The name "1-2-3" stemmed from the product's integration of three main capabilities: along with its core spreadsheet functionality, 1-2-3 also offered integral charting/graphing and rudimentary database operations.

Data features included sorting data in any defined rectangle, by order of information in one or two columns in the rectangular area. Justifying text in a range into paragraphs allowed it to be used as a primitive word processor.

It had keyboard-driven pop-up menus as well as one-key commands, making it fast to operate. It was also user-friendly, introducing an early instance of context-sensitive help accessed by the F1 key.

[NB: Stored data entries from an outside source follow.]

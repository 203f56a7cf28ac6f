use {
  super::*,
  anyhow::Result,
  std::collections::HashSet
};

#[test] fn degenerate_radii_have_no_samples() {
  for density in 1..4 {
    assert!(boundary_offsets(0, 1, density).is_empty());
    assert!(boundary_offsets(1, 1, density).is_empty());
  }
}

#[test] fn samples_mirror_across_both_axes() {
  for radius in 2..64 {
    for step in 1..4 {
      let offsets = boundary_offsets(radius, step, 1);
      let set = offsets.iter().copied().collect::<HashSet<_>>();
      assert!(!offsets.is_empty());
      for offset in offsets {
        assert!(set.contains(&Offset::new(-offset.x, offset.y)), "r = {}, {:?}", radius, offset);
        assert!(set.contains(&Offset::new(offset.x, -offset.y)), "r = {}, {:?}", radius, offset);
      }
    }
  }
}

#[test] fn sample_count_follows_radius() {
  // four mirrored samples per quadrant step
  assert_eq!(boundary_offsets(2, 1, 1).len(), 3 * 4);
  assert_eq!(boundary_offsets(9, 1, 1).len(), 10 * 4);
  assert_eq!(boundary_offsets(9, 2, 1).len(), 5 * 4);
  assert_eq!(boundary_offsets(9, 1, 3).len(), 30 * 4);
}

#[test] fn samples_stay_within_radius() {
  for radius in 2..64 {
    let offsets = boundary_offsets(radius, 1, 2);
    let r = radius as i32;
    assert!(offsets.iter().all(|o| o.x.abs() <= r && o.y.abs() <= r));
    // the quarter turn always lands on the vertical axis
    assert!(offsets.contains(&Offset::new(0, r)));
    assert!(offsets.contains(&Offset::new(0, -r)));
  }
}

#[test] fn boundary_table_matches_direct_computation() {
  let table = BoundaryTable::new(20, 0, 1, 1);
  assert_eq!(table.max_radius(), 20);
  for radius in 0..=20 {
    assert_eq!(table.get(radius), Some(boundary_offsets(radius, 1, 1).as_slice()));
  }
  assert_eq!(table.get(21), None);

  let outer = BoundaryTable::new(20, 1, 1, 1);
  assert_eq!(outer.get(7), Some(edge_offsets(7, 1, 1, 1).as_slice()));
}

#[test] fn outer_edge_samples_one_pixel_out() {
  assert!(edge_offsets(1, 1, 1, 1).is_empty());
  for radius in 2..12 {
    let inner = boundary_offsets(radius, 1, 1);
    let outer = edge_offsets(radius, 1, 1, 1);
    assert_eq!(inner.len(), outer.len());
    let r = radius as i32 + 1;
    assert!(outer.iter().all(|o| o.x.abs() <= r && o.y.abs() <= r));
    assert!(outer.contains(&Offset::new(0, r)));
    assert!(outer.contains(&Offset::new(0, -r)));
  }
}

#[test] fn bounds() {
  let size = Size::new(20, 10);
  assert!(in_bounds(SignedPoint::new(0, 0), size));
  assert!(in_bounds(SignedPoint::new(19, 9), size));
  assert!(!in_bounds(SignedPoint::new(20, 9), size));
  assert!(!in_bounds(SignedPoint::new(3, -1), size));

  assert_eq!(offset_point(Point::new(2, 2), Offset::new(-2, 7), size), Some(Point::new(0, 9)));
  assert_eq!(offset_point(Point::new(2, 2), Offset::new(-3, 0), size), None);

  assert!(circle_fits_bounds(Point::new(10, 5), 5, size));
  assert!(circle_fits_bounds(Point::new(10, 5), 0, size));
  assert!(!circle_fits_bounds(Point::new(10, 5), 6, size));
  assert!(!circle_fits_bounds(Point::new(16, 5), 5, size));
}

#[test] fn disk_pixels_are_clipped() {
  let size = Size::new(10, 10);
  let full = Circle::new(5, 5, 2).pixels(size).collect::<Vec<_>>();
  assert_eq!(full.len(), 13);
  assert!(full.iter().all(|p| (p.x as i64 - 5).pow(2) + (p.y as i64 - 5).pow(2) <= 4));

  let corner = Circle::new(0, 0, 2).pixels(size).collect::<HashSet<_>>();
  assert_eq!(corner.len(), 6);
  assert!(corner.contains(&Point::new(0, 0)));
  assert!(corner.contains(&Point::new(2, 0)));
  assert!(!corner.contains(&Point::new(2, 2)));
}

#[test] fn circle_log_line() -> Result<()> {
  let circle = Circle::new(12, 7, 30);
  assert_eq!(circle.to_string(), "(12, 7, 30)");
  assert_eq!(" (12,7,  30) ".parse::<Circle>()?, circle);
  assert!("(12, 7)".parse::<Circle>().is_err());
  assert!("12, 7, 30".parse::<Circle>().is_err());
  assert!("(12, -7, 30)".parse::<Circle>().is_err());
  Ok(())
}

Macros in version one and add-ins (introduced in version 2.0) contributed much to 1-2-3's popularity, allowing dozens of outside vendors to sell macro packages and add-ins ranging from dedicated financial worksheets like F9 to full-fledged word processors. In the single-tasking MS-DOS, 1-2-3 was sometimes used as a complete office suite. All major graphics standards were supported; initially CGA and Hercules, and later EGA, AT&T, and VGA. Early versions used the filename extension "WKS". In version 2.0, the extension changed first to "WK1", then "WK2". This later became "WK3" for version 3.0 and "WK4" for version 4.0.

Version 2 introduced macros with syntax and commands similar in complexity to an advanced BASIC interpreter, as well as string variable expressions. Later versions supported multiple worksheets and were written in C. The charting/graphing routines were written in Forth by Jeremy Sagan (son of Carl Sagan) and the printing routines by Paul Funk (founder of Funk Software).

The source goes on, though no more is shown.